Collected data
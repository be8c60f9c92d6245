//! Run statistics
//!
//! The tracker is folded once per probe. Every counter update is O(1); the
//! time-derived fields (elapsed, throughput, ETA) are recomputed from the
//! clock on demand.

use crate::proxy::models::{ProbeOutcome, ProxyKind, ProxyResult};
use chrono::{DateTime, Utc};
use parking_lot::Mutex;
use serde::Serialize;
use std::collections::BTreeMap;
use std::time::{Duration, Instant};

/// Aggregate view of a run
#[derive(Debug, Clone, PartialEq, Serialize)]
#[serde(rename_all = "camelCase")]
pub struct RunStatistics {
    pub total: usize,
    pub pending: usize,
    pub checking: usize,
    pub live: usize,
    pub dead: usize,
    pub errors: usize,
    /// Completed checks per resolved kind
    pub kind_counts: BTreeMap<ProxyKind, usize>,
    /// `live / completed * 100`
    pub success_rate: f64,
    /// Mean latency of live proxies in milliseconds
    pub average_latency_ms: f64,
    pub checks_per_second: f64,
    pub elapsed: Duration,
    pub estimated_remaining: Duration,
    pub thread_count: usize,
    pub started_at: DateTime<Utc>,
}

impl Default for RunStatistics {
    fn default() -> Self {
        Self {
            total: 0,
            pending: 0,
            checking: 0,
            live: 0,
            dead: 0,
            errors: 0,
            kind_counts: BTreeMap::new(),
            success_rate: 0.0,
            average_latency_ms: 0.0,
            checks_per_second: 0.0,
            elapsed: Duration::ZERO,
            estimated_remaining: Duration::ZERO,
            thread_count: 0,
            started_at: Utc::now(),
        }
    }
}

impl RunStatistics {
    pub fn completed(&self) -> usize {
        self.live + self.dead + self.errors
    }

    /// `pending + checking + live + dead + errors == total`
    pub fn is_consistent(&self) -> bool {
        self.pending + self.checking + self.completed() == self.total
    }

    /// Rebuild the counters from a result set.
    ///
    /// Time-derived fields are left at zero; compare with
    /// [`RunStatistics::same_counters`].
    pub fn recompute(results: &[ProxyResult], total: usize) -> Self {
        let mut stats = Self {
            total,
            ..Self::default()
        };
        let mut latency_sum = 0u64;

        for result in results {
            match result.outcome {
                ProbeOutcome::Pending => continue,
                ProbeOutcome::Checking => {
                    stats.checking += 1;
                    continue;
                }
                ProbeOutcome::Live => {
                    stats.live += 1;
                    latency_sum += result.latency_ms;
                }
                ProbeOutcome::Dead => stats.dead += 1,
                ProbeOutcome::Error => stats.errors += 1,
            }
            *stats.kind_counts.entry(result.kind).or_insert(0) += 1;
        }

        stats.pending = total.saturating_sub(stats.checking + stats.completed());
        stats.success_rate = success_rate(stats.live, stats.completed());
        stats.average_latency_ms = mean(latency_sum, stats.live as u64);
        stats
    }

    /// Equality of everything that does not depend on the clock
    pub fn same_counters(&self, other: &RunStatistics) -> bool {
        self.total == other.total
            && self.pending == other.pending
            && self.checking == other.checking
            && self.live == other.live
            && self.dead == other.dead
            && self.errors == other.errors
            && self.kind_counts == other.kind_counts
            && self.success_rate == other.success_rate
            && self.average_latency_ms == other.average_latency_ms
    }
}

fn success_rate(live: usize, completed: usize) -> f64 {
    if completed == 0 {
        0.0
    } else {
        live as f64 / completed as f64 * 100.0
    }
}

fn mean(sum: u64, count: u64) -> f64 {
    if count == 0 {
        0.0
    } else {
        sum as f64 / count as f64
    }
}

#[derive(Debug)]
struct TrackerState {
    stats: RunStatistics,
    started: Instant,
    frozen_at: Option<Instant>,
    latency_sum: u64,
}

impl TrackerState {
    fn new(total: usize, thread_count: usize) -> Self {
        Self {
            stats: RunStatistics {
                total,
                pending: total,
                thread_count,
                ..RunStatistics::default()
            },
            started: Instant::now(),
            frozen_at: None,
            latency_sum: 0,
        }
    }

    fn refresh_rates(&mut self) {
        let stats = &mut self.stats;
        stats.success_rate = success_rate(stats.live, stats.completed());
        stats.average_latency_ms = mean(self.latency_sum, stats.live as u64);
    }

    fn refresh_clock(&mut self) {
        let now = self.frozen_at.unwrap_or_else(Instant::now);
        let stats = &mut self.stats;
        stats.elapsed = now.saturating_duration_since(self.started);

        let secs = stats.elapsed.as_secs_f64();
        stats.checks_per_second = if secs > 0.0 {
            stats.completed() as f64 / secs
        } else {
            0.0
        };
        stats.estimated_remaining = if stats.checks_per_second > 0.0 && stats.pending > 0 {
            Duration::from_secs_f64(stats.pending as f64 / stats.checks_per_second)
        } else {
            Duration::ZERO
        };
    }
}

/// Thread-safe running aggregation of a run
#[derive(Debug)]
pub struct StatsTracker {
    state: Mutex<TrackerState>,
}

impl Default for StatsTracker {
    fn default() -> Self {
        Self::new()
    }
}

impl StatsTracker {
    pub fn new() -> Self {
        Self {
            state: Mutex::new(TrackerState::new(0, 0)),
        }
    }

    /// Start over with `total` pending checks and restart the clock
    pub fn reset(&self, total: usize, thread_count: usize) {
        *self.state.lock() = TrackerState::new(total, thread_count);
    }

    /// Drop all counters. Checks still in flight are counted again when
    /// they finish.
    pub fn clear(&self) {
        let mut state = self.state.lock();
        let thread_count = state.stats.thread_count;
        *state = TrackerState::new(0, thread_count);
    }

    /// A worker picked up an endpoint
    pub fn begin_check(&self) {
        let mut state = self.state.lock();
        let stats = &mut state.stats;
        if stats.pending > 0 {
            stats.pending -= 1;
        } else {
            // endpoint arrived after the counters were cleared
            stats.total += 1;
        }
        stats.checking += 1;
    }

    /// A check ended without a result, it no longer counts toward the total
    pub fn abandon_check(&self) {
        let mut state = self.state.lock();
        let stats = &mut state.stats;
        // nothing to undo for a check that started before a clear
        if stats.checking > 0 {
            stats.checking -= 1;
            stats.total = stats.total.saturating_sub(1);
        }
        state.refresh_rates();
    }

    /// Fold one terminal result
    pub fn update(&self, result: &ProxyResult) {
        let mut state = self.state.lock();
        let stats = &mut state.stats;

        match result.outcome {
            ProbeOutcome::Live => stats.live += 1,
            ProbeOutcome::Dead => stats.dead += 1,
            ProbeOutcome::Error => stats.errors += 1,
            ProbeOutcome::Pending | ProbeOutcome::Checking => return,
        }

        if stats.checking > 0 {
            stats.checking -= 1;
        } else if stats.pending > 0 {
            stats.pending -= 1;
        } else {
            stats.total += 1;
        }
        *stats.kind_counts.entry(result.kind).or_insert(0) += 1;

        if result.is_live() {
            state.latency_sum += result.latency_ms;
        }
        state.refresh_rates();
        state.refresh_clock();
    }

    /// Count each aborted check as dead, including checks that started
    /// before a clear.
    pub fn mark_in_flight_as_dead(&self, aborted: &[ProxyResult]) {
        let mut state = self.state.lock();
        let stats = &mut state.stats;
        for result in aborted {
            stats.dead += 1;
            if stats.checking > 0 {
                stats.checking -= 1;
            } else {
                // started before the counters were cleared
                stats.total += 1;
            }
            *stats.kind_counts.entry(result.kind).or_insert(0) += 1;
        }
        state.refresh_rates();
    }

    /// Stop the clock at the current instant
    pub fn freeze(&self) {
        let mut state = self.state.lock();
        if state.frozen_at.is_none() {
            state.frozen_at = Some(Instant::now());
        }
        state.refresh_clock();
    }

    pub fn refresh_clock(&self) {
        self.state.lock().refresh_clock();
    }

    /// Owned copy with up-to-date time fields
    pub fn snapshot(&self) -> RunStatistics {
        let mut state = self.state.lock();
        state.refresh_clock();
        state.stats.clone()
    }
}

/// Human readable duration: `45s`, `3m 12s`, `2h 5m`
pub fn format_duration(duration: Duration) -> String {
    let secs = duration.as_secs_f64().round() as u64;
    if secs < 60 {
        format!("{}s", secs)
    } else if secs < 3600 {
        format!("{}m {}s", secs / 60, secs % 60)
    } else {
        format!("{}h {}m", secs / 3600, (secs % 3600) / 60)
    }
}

• WHAT YOU WILL DO: Reproduce, character for character, only the lines of the preceding data that start at the line with "use std::collections::BTreeMap;" and end at the line with "self.pending + self.checking", both included.

• RESULT:
use std::collections::BTreeMap;
use std::time::{Duration, Instant};

/// Aggregate view of a run
#[derive(Debug, Clone, PartialEq, Serialize)]
#[serde(rename_all = "camelCase")]
pub struct RunStatistics {
    pub total: usize,
    pub pending: usize,
    pub checking: usize,
    pub live: usize,
    pub dead: usize,
    pub errors: usize,
    /// Completed checks per resolved kind
    pub kind_counts: BTreeMap<ProxyKind, usize>,
    /// `live / completed * 100`
    pub success_rate: f64,
    /// Mean latency of live proxies in milliseconds
    pub average_latency_ms: f64,
    pub checks_per_second: f64,
    pub elapsed: Duration,
    pub estimated_remaining: Duration,
    pub thread_count: usize,
    pub started_at: DateTime<Utc>,
}

impl Default for RunStatistics {
    fn default() -> Self {
        Self {
            total: 0,
            pending: 0,
            checking: 0,
            live: 0,
            dead: 0,
            errors: 0,
            kind_counts: BTreeMap::new(),
            success_rate: 0.0,
            average_latency_ms: 0.0,
            checks_per_second: 0.0,
            elapsed: Duration::ZERO,
            estimated_remaining: Duration::ZERO,
            thread_count: 0,
            started_at: Utc::now(),
        }
    }
}

impl RunStatistics {
    pub fn completed(&self) -> usize {
        self.live + self.dead + self.errors
    }

    /// `pending + checking + live + dead + errors == total`
    pub fn is_consistent(&self) -> bool {
        self.pending + self.checking + self.completed() == self.total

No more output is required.